I have been seperated from my ex for the past year and half and we have a 5 year old son. We are still trying to sort out the property settlement, divorce etc.

Anyway, at the end of last year (Oct) I started to form a friendship with a work colleague (work in the same company but not department but I have a working relationship with due to our departments crossing over at times).

He was going through a similar situation in that he had caught his wife cheating with her boss. He had suspected for a little while and finally caught her. So in the midst of finding out what happened to him I was being a supportive colleague and offered to lend an ear and offer any advice as to work through feelings with his breakdown of his marriage. As I was also in the same position.

Around January I invited him to work drinks for a colleague who was leaving and I could immediately tell as he had been on holidays that the dynamic had changed when I turned up. (I was late as work was really busy). As I sensed a change he kinda bolted out of the drinks so I texted him to say we didn't have a chance to catch up as he had left.

He texted back that he needed to go as he wasn't in control of his feelings and didn't want to do anything he regretted.

Anyway, I left it at that and over the next couple of weeks we worked and grew closer but I didn't really want to start anything as he was going overseas for work for 6 weeks. Anyway, the weekend before he left he came over to a friends place as we had basically admitted that we did have feelings for each other and that they were unexpected but we couldn't deny them anymore.

He turned up and we shared a kiss when he arrived. Anyway, nothing else happened and he went overseas the next week. We continued to text and he rang when he could as he was working. We had decided to start seeing each other but taking it really really slow as we didn't want to rush into anything as we still had a lot to deal with the ex's.

After he finished his work he had a couple of weeks off in the States he still continued to text and ring me.
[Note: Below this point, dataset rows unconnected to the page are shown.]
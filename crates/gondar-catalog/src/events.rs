//! Catalog events.

use gondar_core::event::{AnalyticsEvent, TransactionRef, tracking_name};
use gondar_core::parameter::{OptionalParameters, ParameterValue};

use crate::names::{
    EVENT_BEGIN_CHECKOUT, EVENT_PURCHASE, EVENT_SCREEN_VIEW, EVENT_VIEW_CART, PARAM_AFFILIATION,
    PARAM_COUPON, PARAM_CURRENCY, PARAM_ITEMS, PARAM_SCREEN_CLASS, PARAM_SCREEN_NAME,
    PARAM_SHIPPING, PARAM_TAX, PARAM_TRANSACTION_ID, PARAM_VALUE,
};

fn optional_parameters<const N: usize>(
    entries: [(&str, Option<ParameterValue>); N],
) -> OptionalParameters {
    entries
        .into_iter()
        .map(|(key, value)| (key.to_owned(), value))
        .collect()
}

/// Emitted when a screen is shown.
#[derive(Debug, Clone, PartialEq)]
pub struct ScreenViewedEvent {
    parameters: OptionalParameters,
}

impl ScreenViewedEvent {
    /// Creates a screen view for the screen called `name`; the name is used
    /// for both the screen class and the screen name.
    #[must_use]
    pub fn new(name: impl Into<String>) -> Self {
        let name = name.into();
        Self {
            parameters: optional_parameters([
                (PARAM_SCREEN_CLASS, Some(name.clone().into())),
                (PARAM_SCREEN_NAME, Some(name.into())),
            ]),
        }
    }

    /// Creates a screen view named after the view type `V`.
    #[must_use]
    pub fn for_view<V: ?Sized>() -> Self {
        Self::new(tracking_name::<V>())
    }
}

gondar_core::impl_event!(ScreenViewedEvent: analytics);

impl AnalyticsEvent for ScreenViewedEvent {
    fn name(&self) -> &str {
        EVENT_SCREEN_VIEW
    }

    fn parameters(&self) -> Option<&OptionalParameters> {
        Some(&self.parameters)
    }
}

/// Emitted when checkout begins.
#[derive(Debug, Clone, PartialEq)]
pub struct PurchaseStartedEvent {
    parameters: Option<OptionalParameters>,
}

impl PurchaseStartedEvent {
    /// Creates a checkout event for an order worth `value` in `currency`.
    #[must_use]
    pub fn new(currency: impl Into<String>, value: f64) -> Self {
        Self {
            parameters: Some(optional_parameters([
                (PARAM_COUPON, None),
                (PARAM_CURRENCY, Some(ParameterValue::String(currency.into()))),
                (PARAM_ITEMS, None),
                (PARAM_VALUE, Some(value.into())),
            ])),
        }
    }

    /// Creates a checkout event without parameters, for stores that do not
    /// expose price details up front.
    #[must_use]
    pub fn empty() -> Self {
        Self { parameters: None }
    }
}

gondar_core::impl_event!(PurchaseStartedEvent: analytics);

impl AnalyticsEvent for PurchaseStartedEvent {
    fn name(&self) -> &str {
        EVENT_BEGIN_CHECKOUT
    }

    fn parameters(&self) -> Option<&OptionalParameters> {
        self.parameters.as_ref()
    }
}

/// Emitted when a purchase completes.
#[derive(Debug, Clone, PartialEq)]
pub struct PurchaseCompletedEvent {
    parameters: Option<OptionalParameters>,
    transaction: Option<TransactionRef>,
}

impl PurchaseCompletedEvent {
    /// Creates a purchase event without parameters.
    #[must_use]
    pub fn new() -> Self {
        Self {
            parameters: None,
            transaction: None,
        }
    }

    /// Creates a purchase event with order details. Coupon, items, shipping
    /// and tax are declared but left unset.
    #[must_use]
    pub fn with_details(
        affiliation: Option<String>,
        currency: impl Into<String>,
        transaction_id: impl Into<String>,
        value: f64,
    ) -> Self {
        Self {
            parameters: Some(optional_parameters([
                (PARAM_AFFILIATION, affiliation.map(ParameterValue::from)),
                (PARAM_COUPON, None),
                (PARAM_CURRENCY, Some(ParameterValue::String(currency.into()))),
                (PARAM_ITEMS, None),
                (PARAM_SHIPPING, None),
                (PARAM_TAX, None),
                (PARAM_TRANSACTION_ID, Some(ParameterValue::String(transaction_id.into()))),
                (PARAM_VALUE, Some(value.into())),
            ])),
            transaction: None,
        }
    }

    /// Attaches the store transaction behind this purchase.
    #[must_use]
    pub fn with_transaction(mut self, transaction: TransactionRef) -> Self {
        self.transaction = Some(transaction);
        self
    }
}

impl Default for PurchaseCompletedEvent {
    fn default() -> Self {
        Self::new()
    }
}

gondar_core::impl_event!(PurchaseCompletedEvent: analytics);

impl AnalyticsEvent for PurchaseCompletedEvent {
    fn name(&self) -> &str {
        EVENT_PURCHASE
    }

    fn parameters(&self) -> Option<&OptionalParameters> {
        self.parameters.as_ref()
    }

    fn transaction(&self) -> Option<&TransactionRef> {
        self.transaction.as_ref()
    }
}

/// Emitted when the store is viewed.
#[derive(Debug, Clone, Copy, Default, PartialEq, Eq)]
pub struct StoreViewedEvent;

impl StoreViewedEvent {
    /// Creates a store view event.
    #[must_use]
    pub fn new() -> Self {
        Self
    }
}

gondar_core::impl_event!(StoreViewedEvent: analytics);

impl AnalyticsEvent for StoreViewedEvent {
    fn name(&self) -> &str {
        EVENT_VIEW_CART
    }

    fn parameters(&self) -> Option<&OptionalParameters> {
        None
    }
}

#[cfg(test)]
mod tests {
    use super::*;
    use gondar_core::capability::{Capability, classify};
    use gondar_core::delivery::{Delivery, route};
    use gondar_core::event::Event;

    #[derive(Debug)]
    struct HomeView;

    fn sent_parameters(event: &dyn Event) -> Option<gondar_core::parameter::Parameters> {
        match route(event) {
            Delivery::Occurrence(occurrence) => occurrence.parameters,
            other @ Delivery::UserProperty(_) => panic!("expected Occurrence, got {other:?}"),
        }
    }

    #[test]
    fn test_screen_viewed_uses_name_for_class_and_screen() {
        // Arrange
        let event = ScreenViewedEvent::new("Home");

        // Act
        let parameters = sent_parameters(&event).unwrap();

        // Assert
        assert_eq!(event.name(), "screen_view");
        assert_eq!(parameters.len(), 2);
        assert_eq!(parameters["screen_class"], ParameterValue::from("Home"));
        assert_eq!(parameters["screen_name"], ParameterValue::from("Home"));
    }

    #[test]
    fn test_screen_viewed_for_view_uses_type_name() {
        let event = ScreenViewedEvent::for_view::<HomeView>();
        assert_eq!(event, ScreenViewedEvent::new("HomeView"));
    }

    #[test]
    fn test_purchase_started_sends_only_set_keys() {
        // Arrange
        let event = PurchaseStartedEvent::new("USD", 9.99);

        // Act
        let parameters = sent_parameters(&event).unwrap();

        // Assert
        assert_eq!(event.name(), "begin_checkout");
        assert_eq!(parameters.len(), 2);
        assert_eq!(parameters["currency"], ParameterValue::from("USD"));
        assert_eq!(parameters["value"], ParameterValue::from(9.99));
        assert!(!parameters.contains_key("items"));
        assert!(!parameters.contains_key("coupon"));
    }

    #[test]
    fn test_purchase_started_declares_optional_keys() {
        let event = PurchaseStartedEvent::new("EUR", 1.0);
        let declared = event.parameters().unwrap();
        assert_eq!(declared.get("coupon"), Some(&None));
        assert_eq!(declared.get("items"), Some(&None));
    }

    #[test]
    fn test_empty_purchase_started_has_no_parameters() {
        let event = PurchaseStartedEvent::empty();
        assert!(event.parameters().is_none());
        assert!(sent_parameters(&event).is_none());
    }

    #[test]
    fn test_purchase_completed_with_details_omits_unset_keys() {
        // Arrange
        let event = PurchaseCompletedEvent::with_details(None, "USD", "T-1001", 4.99);

        // Act
        let parameters = sent_parameters(&event).unwrap();

        // Assert
        assert_eq!(event.name(), "purchase");
        assert_eq!(
            parameters.keys().map(String::as_str).collect::<Vec<_>>(),
            vec!["currency", "transaction_id", "value"]
        );
        assert_eq!(parameters["transaction_id"], ParameterValue::from("T-1001"));
    }

    #[test]
    fn test_purchase_completed_with_affiliation() {
        let event =
            PurchaseCompletedEvent::with_details(Some("App Store".to_owned()), "USD", "T-1", 1.5);
        let parameters = sent_parameters(&event).unwrap();
        assert_eq!(parameters["affiliation"], ParameterValue::from("App Store"));
    }

    #[test]
    fn test_purchase_completed_carries_transaction() {
        // Arrange
        let transaction = TransactionRef::new(7, "pro.monthly");

        // Act
        let event = PurchaseCompletedEvent::new().with_transaction(transaction.clone());

        // Assert
        assert!(event.parameters().is_none());
        match route(&event) {
            Delivery::Occurrence(occurrence) => {
                assert_eq!(occurrence.transaction, Some(transaction));
            }
            other @ Delivery::UserProperty(_) => panic!("expected Occurrence, got {other:?}"),
        }
    }

    #[test]
    fn test_store_viewed_has_no_parameters() {
        let event = StoreViewedEvent::new();
        assert_eq!(event.name(), "view_cart");
        assert!(sent_parameters(&event).is_none());
    }

    #[test]
    fn test_catalog_events_classify_as_analytics() {
        let events: [&dyn Event; 4] = [
            &ScreenViewedEvent::new("Home"),
            &PurchaseStartedEvent::empty(),
            &PurchaseCompletedEvent::new(),
            &StoreViewedEvent,
        ];
        for event in events {
            assert_eq!(classify(event).capability(), Some(Capability::Analytics));
        }
    }
}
The text were getting quite explicit which I didn't mind. (I have since found out he was visiting strip joints and talking to lots of women - still assessing how I feel about that and I haven't told him I know).

Away, when he got back we had organised to go away for a couple of days for his birthday. We had a lovely time and were intimate but it all felt so right.

We had been continuing to see each other but very slowly. It all sort hit a head a couple of weeks ago (two days before my birthday) when I as what I thought was a nice gesture and put something on his desk. He flipped as he thought people would cotton on as to us seeing each other.

We had been working on an event the past two weeks so we have had a lot of contact and I have been in his dept and him in mine talking about it. He got really paranoid and basically called everything off on Tuesday the day before my birthday. I was so upset as my ex also forgot my birthday and I got nothing from my son.

I managed to have dinner with him later that week and he explained his reasoning behind not wanting to be more than supportive friends. Whilst I understand his reasonings (his ex finding out as they haven't come to an arrangment and neither have I) and just having to much on with work and his own feelings he didn't want to hurt me and decided to end things and remain friends.

I guess I am still in a little bit of shock as I realise I did have genuine feelings for him (more than friends - even though I had been doubting my feelings as he has been chopping and changing and moody for the past two weeks).

I did ask him once we got through the next 6-9 months if we would continue our relationship as more than friends as we previously decided we were going to do. He said that he didn't want make any promises. But what would be would be.

So the past couple of weeks I have been very sick and unable to work (due to have surgery tomorrow) and when I had a go at him that I hadn't heard from him and I thought he would have called to see how I was. He said that he had also been sick, couldn't give me what I wanted and that he shuts down to get better in mind and health.

I said that friends don't treat each other like that and how did he know what I wanted. I told him that I wasn't ready for a full on relationship. He said if I wasn't happy and couldn't handle it I should walk away.

Whilst I understand that he has been busy at work it seems like he has been calling all the shots so to speak and hasn't wanted to catch up and talk things through at the moment.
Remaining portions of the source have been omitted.